Fate/Grand Order: Absolute Demonic Front – Babylonia – 03 – Getting Situated

It doesn’t take long for Gilgamesh to determine that Mash, Ana are a waste of his time, as he easily deflects their attacks. He also reveals that the Holy Grail is already among his treasures, which is why the Three Goddess Alliance is attacking Uruk. But as it’s one of his treasures, Gil is unwilling to give it to anyone; not the goddesses (including Ishtar, who makes a brief appearance) and not to Chaldea.

Merlin suggests they stop asking for now; Gil is a moody man, and leaving him alone could bear fruit later. Gil’s attendant Siduri suggests Mash and Ritsuka gain his favor through achievements not in battle, but simply in soaking up the capital and its people, rhythms, and work. If they play ball and show due deference to the king and his city, maye he’ll be more receptive.

To that end, Siduri shows them their modest but adequate new base of operations, where three additional Servants in Benkei, Ushiwakamaru, and Leonidas come to visit, eat, drink, and be merry with Mash, Ritsuka, Merlin and Ana as part of the larger “Uruk Experience.” Siduri also confirms that Enkidu is indeed dead and has been replaced by a fake who answers to the Alliance; but Gilgamesth has yet to meet him in person.

From there Mash, Ritsuka and Ana make themselves useful performing all manner of tasks that while generally menial and perhaps “above” time travelling warriors, are nevertheless tasks that are crucial to Uruk’s survival.

That means not just making mud bricks, harvesting wheat, shearing sheep, and tending to the children and the sick, but also joining Ana in the caverns below Uruk to dispose of evil spirits she believes are contributing to a wasting epidemic among the populace.
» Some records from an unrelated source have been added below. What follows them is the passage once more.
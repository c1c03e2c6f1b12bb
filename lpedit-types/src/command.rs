//! Outbound requests sent to the backend.
//!
//! All commands are fire-and-forget: the backend confirms by emitting the
//! matching change event, never by replying to the command itself.

use serde::{Deserialize, Serialize};

use crate::{ParameterId, PresetId, SetId};

#[derive(Debug, Clone, PartialEq, Serialize, Deserialize)]
pub enum BackendCommand {
    /// Change a parameter of the device's active preset.
    SetParameterValue {
        parameter_id: ParameterId,
        value: String,
    },
    /// Ask the device to switch its active preset.
    SetPreset { preset_id: PresetId, set_id: SetId },
    /// Open a session on the given device.
    Start { device: String },
    /// Close the current session.
    Stop,
    /// Persist the active preset on the device.
    SavePreset,
    /// Discard unsaved edits by reloading the active preset.
    ReloadPreset,
    /// Request the list of attached devices.
    ListDevices,
}

impl BackendCommand {
    pub fn name(&self) -> &'static str {
        match self {
            BackendCommand::SetParameterValue { .. } => "setParameterValue",
            BackendCommand::SetPreset { .. } => "setPreset",
            BackendCommand::Start { .. } => "start",
            BackendCommand::Stop => "stop",
            BackendCommand::SavePreset => "savePreset",
            BackendCommand::ReloadPreset => "reloadPreset",
            BackendCommand::ListDevices => "listDevices",
        }
    }
}
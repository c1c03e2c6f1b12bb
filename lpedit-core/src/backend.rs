//! In-process backend used by tests and offline tools.

use std::io;

use lpedit_types::{Backend, BackendCommand};

/// Backend that records every command instead of sending it anywhere.
#[derive(Debug, Default)]
pub struct RecordingBackend {
    pub sent: Vec<BackendCommand>,
    /// When set, every send fails with this error kind.
    pub failure: Option<io::ErrorKind>,
}

impl RecordingBackend {
    pub fn new() -> Self {
        Self::default()
    }

    /// A backend whose sends always fail, as if the connection dropped.
    pub fn disconnected() -> Self {
        Self {
            sent: Vec::new(),
            failure: Some(io::ErrorKind::NotConnected),
        }
    }

    pub fn take(&mut self) -> Vec<BackendCommand> {
        std::mem::take(&mut self.sent)
    }
}

impl Backend for RecordingBackend {
    fn send(&mut self, command: BackendCommand) -> io::Result<()> {
        if let Some(kind) = self.failure {
            return Err(io::Error::new(kind, format!("cannot send {}", command.name())));
        }
        self.sent.push(command);
        Ok(())
    }
}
Ana doesn’t initially get why Ritsuka and Mash are interacting so closely with that populace, but Ritsuka very logically explains that getting to actually know the human beings he seeks to save helps to motivate him, as well as to more fully empathize with their fate should they fail. And Fake Enkidu and his goddess mother very much want them to fail.

Fate/Grand Order: Absolute Demonic Front – Babylonia – 02 – He’s Not That Bad?

With the placid Enkidu as their guide, Ritsuka and Mash would seem to be on easy street, but even after several previous excursions to singularities across time, the duo isn’t above someone getting one over on them. Fortunately for them, you can’t kid a kidder—in this case, Grand Caster Merlin, whom they meet in a forest.

Merlin tells Ritsuka and Mash that King Gilgamesh just returned from a quest to attain the herb of immortality—a quest he didn’t begin until after Enkidu died. Exposed as an impostor working against Chaldea, “Enkidu” attacks Ritsuka and Mash, but Merlin’s companion Ana protects them while Merlin creates an illusion to force him to withdraw for the time being.

Like last week’s tilt with the demonic beasts, Ana and Mash’s fight with Enkidu provides the action highlight of an otherwise talky episode, with the dense forest providing a new venue for the lightning-fast kinetic combat.

While back at Chaldea Romani is perplexed to find Merlin in Mesopotamia considering he’s supposed to still be alive in Avalon, the fact that the current time period precedes his birth meant he could be summoned there.

Merlin also sports almost zero offensive power, so even Fou—who apparently hates his guts—can fight him on even footing. Merlin claims to have a Master, while Ana is a rogue Servant. They’re there to assist Chaldea in saving humanity.

Merlin and Ana escort Ritsuka and Mash to Uruk without further incident. Ana has a cute human moment with one of the sentries, and they pass through the gates with ease and head to the massive central ziggurat. The size and grandeur of the city surprise the pair from Chaldea, which is saying something considering all the places they’ve seen.

Once in Gilgamesh’s throne room, Ritsuka is equally impressed by how level-headed, detail-oriented, and downright on top of things the king seems to be; far cry from the arrogant tyrant of legend. However, when Merlin interrupts normal business to introduce Ritsuka and Mash, Gilgamesh is done talking, and immediately challenges them to a duel.

It’s just as well. If the two are going to easily fall to the king right then and there, they weren’t going to be of any use to him in the first place—nor could they ever be the true saviors of humanity.